The Royal Commission on the Ancient and Historic Monuments of Wales is launching its new Welsh Asian Heritage Project which will celebrate and archive the experiences of Ugandan Asians in Wales, especially documenting important places of cultural, religious and historical significance.
In August 1972, President Idi Amin issued an order to expel Asians from Uganda declaring that Britain should take responsibility for their subjects of Indian origin.
Thousands of Asians, including those born and brought up in Uganda, were given just 90 days to leave the country. Many fled to the UK with little or no possessions, grateful to escape just with their lives.
A thousand bewildered and traumatised families arrived in North Wales in October 1972 and were accommodated at the disused military base at Tonfanau, Tywyn, Merioneth.
Local communities stepped up to support the new arrivals and offered them a glimmer of hope for the future in the strange unfamiliar environment they came to.
Whilst many Ugandan Asians families later left the camp to move to other parts of the UK, some stayed and made their home in Wales shaping the physical, economic, and social landscapes of their local communities by building places of worship, restaurants, cinemas, and schools, and introducing diverse traditions, festivals, and artistic expressions.
Chandrika Joshi was a resident at the Tonfanau camp. A retired dentist and now a creative storyteller, she shares her experience:
“More than 50 years ago, I came to Tonfanau as a fourteen-year-old girl with my family from Uganda. We came without any possessions but brought with us our language, our food, our religion, and our stories. Just like sugar which melts into milk, we have melted within the Welsh community, and I believe we have made it sweeter by creating a bond with the land we now call home.”
The Welsh Asian Heritage Project: Celebrating and Archiving the Experiences of Ugandan Asians will collect, display and archive stories like Chandrika’s. These will form part of the Commission’s archive (The National Monuments Record for Wales) and the People’s Collection Wales and will be available for the present and future generations.

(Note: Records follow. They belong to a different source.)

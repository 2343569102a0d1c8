use crate::api::server_url;
use crate::job::JobId;
use anyhow::{Context, Result};
use std::fs;
use std::path::{Path, PathBuf};

/// `host` or `host_port` for a server URL, used as a directory name.
pub fn server_host_label(server: &str) -> Result<String> {
    let url = server_url(server)?;
    let host = url.host_str().unwrap_or("unknown");
    Ok(match url.port() {
        Some(port) => format!("{}_{}", host, port),
        None => host.to_string(),
    })
}

/// Local copies of the files belonging to each job, one directory per
/// `(server, job id)`.
#[derive(Debug, Clone)]
pub struct JobCache {
    root: PathBuf,
}

impl JobCache {
    pub fn new(root: impl Into<PathBuf>) -> Self {
        Self { root: root.into() }
    }

    pub fn job_dir(&self, server: &str, job_id: &JobId) -> Result<PathBuf> {
        Ok(self.root.join(server_host_label(server)?).join(&job_id.0))
    }

    fn ensure_job_dir(&self, server: &str, job_id: &JobId) -> Result<PathBuf> {
        let dir = self.job_dir(server, job_id)?;
        fs::create_dir_all(&dir).with_context(|| format!("Failed to create {:?}", dir))?;
        Ok(dir)
    }

    /// Copies submitted files next to each other under the job directory.
    pub fn stash_files(&self, server: &str, job_id: &JobId, files: &[&Path]) -> Result<PathBuf> {
        let dir = self.ensure_job_dir(server, job_id)?;
        for file in files {
            let name = file
                .file_name()
                .with_context(|| format!("{:?} has no file name", file))?;
            fs::copy(file, dir.join(name))
                .with_context(|| format!("Failed to copy {:?} into {:?}", file, dir))?;
        }
        Ok(dir)
    }

    pub fn write_json(
        &self,
        server: &str,
        job_id: &JobId,
        name: &str,
        value: &serde_json::Value,
    ) -> Result<PathBuf> {
        let path = self.ensure_job_dir(server, job_id)?.join(name);
        fs::write(&path, serde_json::to_vec_pretty(value)?)
            .with_context(|| format!("Failed to write {:?}", path))?;
        Ok(path)
    }
}

#[cfg(test)]
mod tests {
    use super::*;

    #[test]
    fn test_host_label() {
        assert_eq!(server_host_label("http://cromwell:8000").unwrap(), "cromwell_8000");
        assert_eq!(server_host_label("https://gw.example.org/x").unwrap(), "gw.example.org");
        assert!(server_host_label("nonsense").is_err());
    }

    #[test]
    fn test_stash_and_write() {
        let dir = tempfile::tempdir().unwrap();
        let src = dir.path().join("hello.wdl");
        fs::write(&src, "workflow hello {}").unwrap();

        let cache = JobCache::new(dir.path().join("cache"));
        let id = JobId::from("abc-123");
        let job_dir = cache.stash_files("http://localhost:8000", &id, &[&src]).unwrap();
        assert_eq!(job_dir, dir.path().join("cache/localhost_8000/abc-123"));
        assert_eq!(fs::read_to_string(job_dir.join("hello.wdl")).unwrap(), "workflow hello {}");

        let path = cache
            .write_json("http://localhost:8000", &id, "metadata.json", &serde_json::json!({"a": 1}))
            .unwrap();
        assert!(fs::read_to_string(path).unwrap().contains("\"a\": 1"));
    }
}
use serde::{Deserialize, Serialize};
use crate::job::{JobId, ResolvedReference};
use std::path::Path;

/// Asks a daemon to watch one job and mail its final state.
///
/// This is the message sent to a remote host's `lunaflow-daemon accept`
/// and the argument set of a local `lunaflow-daemon watch`.
#[derive(Debug, Clone, Serialize, Deserialize, PartialEq, Eq)]
pub struct WatchRequest {
    pub job_id: JobId,
    pub server_url: String,
    pub recipient: String,
    /// `user@host` of whoever asked for the notification.
    pub origin: String,
    #[serde(default)]
    pub poll_interval_secs: Option<u64>,
}

impl WatchRequest {
    pub fn new(job: ResolvedReference, recipient: &str, origin: &str) -> Self {
        Self {
            job_id: job.job_id,
            server_url: job.server_url,
            recipient: recipient.to_string(),
            origin: origin.to_string(),
            poll_interval_secs: None,
        }
    }

    pub fn job(&self) -> ResolvedReference {
        ResolvedReference {
            job_id: self.job_id.clone(),
            server_url: self.server_url.clone(),
        }
    }

    /// Command line for `lunaflow-daemon` that runs this watch, reading
    /// its settings from `config` when given.
    pub fn to_watch_args(&self, config: Option<&Path>) -> Vec<String> {
        let mut args = vec![
            "watch".to_string(),
            "--job-id".to_string(),
            self.job_id.0.clone(),
            "--server".to_string(),
            self.server_url.clone(),
            "--recipient".to_string(),
            self.recipient.clone(),
            "--origin".to_string(),
            self.origin.clone(),
        ];
        if let Some(secs) = self.poll_interval_secs {
            args.push("--interval".to_string());
            args.push(secs.to_string());
        }
        if let Some(path) = config {
            args.push("--config".to_string());
            args.push(path.display().to_string());
        }
        args
    }
}

#[derive(Debug, Clone, Serialize, Deserialize, PartialEq, Eq)]
pub struct DispatchReceipt {
    pub host: String,
    pub pid: u32,
}

#[derive(Debug, Serialize, Deserialize)]
pub enum DispatchResponse {
    Started(DispatchReceipt),
    Error(String),
}
//! The submission ledger: a durable, human-readable table of every job
//! this installation has submitted.
//!
//! The file form is tab separated with a header row:
//!
//! ```text
//! DATE    SERVER    RUN_ID    WORKFLOW_NAME    STATUS
//! ```
//!
//! Writers serialise on an advisory lock next to the ledger and replace
//! the file through a rename, so a reader sees either the old or the new
//! table and never a half-written one. Readers take no lock.

use crate::error::LedgerError;
use crate::job::{JobId, JobRecord, JobStatus};
use chrono::{DateTime, Utc};
use nix::fcntl::{flock, FlockArg};
use serde::{Deserialize, Serialize};
use std::fs::{self, OpenOptions};
use std::io;
use std::os::unix::io::AsRawFd;
use std::path::{Path, PathBuf};
use std::sync::Mutex;

pub const HEADER: [&str; 5] = ["DATE", "SERVER", "RUN_ID", "WORKFLOW_NAME", "STATUS"];

pub trait LedgerStore: Send + Sync {
    fn append(&self, record: JobRecord) -> Result<(), LedgerError>;

    /// Overwrites the status of every row for `job_id`.
    ///
    /// Unknown ids are ignored and terminal statuses are never replaced.
    /// Returns whether any row changed.
    fn update_status(&self, job_id: &JobId, status: JobStatus) -> Result<bool, LedgerError>;

    /// All records in submission order.
    fn list(&self) -> Result<Vec<JobRecord>, LedgerError>;

    /// The `n`-th record from the end, `n = 1` being the latest submission.
    fn most_recent(&self, n: usize) -> Result<JobRecord, LedgerError> {
        let records = self.list()?;
        nth_from_end(&records, n).cloned().ok_or(LedgerError::NoSuchRecord)
    }

    fn find_by_prefix_or_exact(&self, id: &str) -> Result<JobRecord, LedgerError> {
        let records = self.list()?;
        find_record(&records, id).cloned()
    }

    fn len(&self) -> Result<usize, LedgerError> {
        Ok(self.list()?.len())
    }
}

fn nth_from_end(records: &[JobRecord], n: usize) -> Option<&JobRecord> {
    if n == 0 || n > records.len() {
        return None;
    }
    records.get(records.len() - n)
}

/// Exact matches win, the latest one being authoritative. Otherwise a
/// prefix is accepted only when it names a single job id.
fn find_record<'a>(records: &'a [JobRecord], id: &str) -> Result<&'a JobRecord, LedgerError> {
    if id.is_empty() {
        return Err(LedgerError::NoSuchRecord);
    }
    if let Some(rec) = records.iter().rev().find(|r| r.job_id.0 == id) {
        return Ok(rec);
    }

    let mut matched: Option<&JobRecord> = None;
    for rec in records.iter().rev().filter(|r| r.job_id.0.starts_with(id)) {
        match matched {
            None => matched = Some(rec),
            Some(m) if m.job_id == rec.job_id => {}
            Some(_) => return Err(LedgerError::AmbiguousPrefix(id.to_string())),
        }
    }
    matched.ok_or(LedgerError::NoSuchRecord)
}

fn apply_status(records: &mut [JobRecord], job_id: &JobId, status: JobStatus) -> bool {
    let mut changed = false;
    for rec in records.iter_mut().filter(|r| &r.job_id == job_id) {
        if rec.last_status.is_terminal() || rec.last_status == status {
            continue;
        }
        rec.last_status = status;
        changed = true;
    }
    changed
}

#[derive(Debug, Serialize, Deserialize)]
struct Row {
    #[serde(rename = "DATE")]
    date: String,
    #[serde(rename = "SERVER")]
    server: String,
    #[serde(rename = "RUN_ID")]
    run_id: String,
    #[serde(rename = "WORKFLOW_NAME")]
    workflow_name: String,
    #[serde(rename = "STATUS")]
    status: String,
}

impl From<&JobRecord> for Row {
    fn from(rec: &JobRecord) -> Self {
        Row {
            date: rec.submitted_at.to_rfc3339(),
            server: rec.server_url.clone(),
            run_id: rec.job_id.0.clone(),
            workflow_name: rec.workflow_name.clone(),
            status: rec.last_status.to_string(),
        }
    }
}

/// Ledger kept in a tab-separated file.
#[derive(Debug, Clone)]
pub struct FileLedger {
    path: PathBuf,
}

impl FileLedger {
    pub fn new(path: impl Into<PathBuf>) -> Self {
        Self { path: path.into() }
    }

    pub fn path(&self) -> &Path {
        &self.path
    }

    fn persistence(&self, source: io::Error) -> LedgerError {
        LedgerError::Persistence {
            path: self.path.clone(),
            source,
        }
    }

    fn format(&self, reason: impl ToString) -> LedgerError {
        LedgerError::Format {
            path: self.path.clone(),
            reason: reason.to_string(),
        }
    }

    fn read_records(&self) -> Result<Vec<JobRecord>, LedgerError> {
        if !self.path.exists() {
            return Ok(Vec::new());
        }
        let mut reader = csv::ReaderBuilder::new()
            .delimiter(b'\t')
            .from_path(&self.path)
            .map_err(|e| self.format(e))?;

        let mut records = Vec::new();
        for row in reader.deserialize::<Row>() {
            let row = row.map_err(|e| self.format(e))?;
            let submitted_at = DateTime::parse_from_rfc3339(&row.date)
                .map_err(|e| self.format(format!("bad date {:?}: {}", row.date, e)))?
                .with_timezone(&Utc);
            records.push(JobRecord {
                submitted_at,
                server_url: row.server,
                job_id: JobId(row.run_id),
                workflow_name: row.workflow_name,
                last_status: JobStatus::from_server(&row.status),
            });
        }
        Ok(records)
    }

    fn write_records(&self, records: &[JobRecord]) -> Result<(), LedgerError> {
        let tmp = self.path.with_extension("tmp");
        {
            let mut writer = csv::WriterBuilder::new()
                .delimiter(b'\t')
                .has_headers(false)
                .from_path(&tmp)
                .map_err(|e| self.persistence(e.into()))?;
            writer
                .write_record(HEADER)
                .map_err(|e| self.persistence(e.into()))?;
            for rec in records {
                writer
                    .serialize(Row::from(rec))
                    .map_err(|e| self.persistence(e.into()))?;
            }
            let file = writer
                .into_inner()
                .map_err(|e| self.persistence(e.into_error()))?;
            file.sync_all().map_err(|e| self.persistence(e))?;
        }
        fs::rename(&tmp, &self.path).map_err(|e| self.persistence(e))
    }

    /// Runs a read-modify-write cycle under the ledger's exclusive lock.
    fn modify<T>(&self, f: impl FnOnce(&mut Vec<JobRecord>) -> (T, bool)) -> Result<T, LedgerError> {
        if let Some(parent) = self.path.parent().filter(|p| !p.as_os_str().is_empty()) {
            fs::create_dir_all(parent).map_err(|e| self.persistence(e))?;
        }
        let lock_path = self.path.with_extension("lock");
        let lock = OpenOptions::new()
            .create(true)
            .write(true)
            .open(&lock_path)
            .map_err(|e| self.persistence(e))?;
        flock(lock.as_raw_fd(), FlockArg::LockExclusive).map_err(|e| self.persistence(e.into()))?;

        let mut records = self.read_records()?;
        let (out, dirty) = f(&mut records);
        if dirty {
            self.write_records(&records)?;
        }
        // Dropping the handle releases the lock.
        drop(lock);
        Ok(out)
    }
}

impl LedgerStore for FileLedger {
    fn append(&self, record: JobRecord) -> Result<(), LedgerError> {
        log::debug!("Recording job {} in {}", record.job_id, self.path.display());
        self.modify(|records| {
            records.push(record);
            ((), true)
        })
    }

    fn update_status(&self, job_id: &JobId, status: JobStatus) -> Result<bool, LedgerError> {
        self.modify(|records| {
            let changed = apply_status(records, job_id, status);
            (changed, changed)
        })
    }

    fn list(&self) -> Result<Vec<JobRecord>, LedgerError> {
        self.read_records()
    }
}

/// Ledger held in memory, for tests and dry runs.
#[derive(Debug, Default)]
pub struct MemoryLedger {
    records: Mutex<Vec<JobRecord>>,
}

impl MemoryLedger {
    pub fn new() -> Self {
        Self::default()
    }

    pub fn with_records(records: Vec<JobRecord>) -> Self {
        Self {
            records: Mutex::new(records),
        }
    }

    fn lock(&self) -> std::sync::MutexGuard<'_, Vec<JobRecord>> {
        self.records.lock().unwrap_or_else(|poisoned| poisoned.into_inner())
    }
}

impl LedgerStore for MemoryLedger {
    fn append(&self, record: JobRecord) -> Result<(), LedgerError> {
        self.lock().push(record);
        Ok(())
    }

    fn update_status(&self, job_id: &JobId, status: JobStatus) -> Result<bool, LedgerError> {
        Ok(apply_status(&mut self.lock(), job_id, status))
    }

    fn list(&self) -> Result<Vec<JobRecord>, LedgerError> {
        Ok(self.lock().clone())
    }
}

Christopher Catling, Chief Executive of the Royal Commission, said: ‘it is time that national collections like ours recognised the many ways in which people of Ugandan Asian origin have changed and enriched the culture of Wales. We hope that this project will set the pattern for a number of future efforts to record the heritage of those who have found a sanctuary in Wales – from the boat people of Vietnam who came here in 1975 to more recent refugees from the war in Ukraine’.
“We will work with all local Asian communities and will collaborate with people with lived experience to co-create this project. Everyone is welcome to contribute their stories and to volunteer and support the project. Through the collection, display and archiving of memories, photographs, films, writings, and artifacts, we will chart the journey of expulsion to resilience,” says Perminder Dhillon, Project Leader of Welsh Asian Heritage Project: Celebrating and Archiving the Experiences of Ugandan Asians.
The project can be contacted on email@example.com.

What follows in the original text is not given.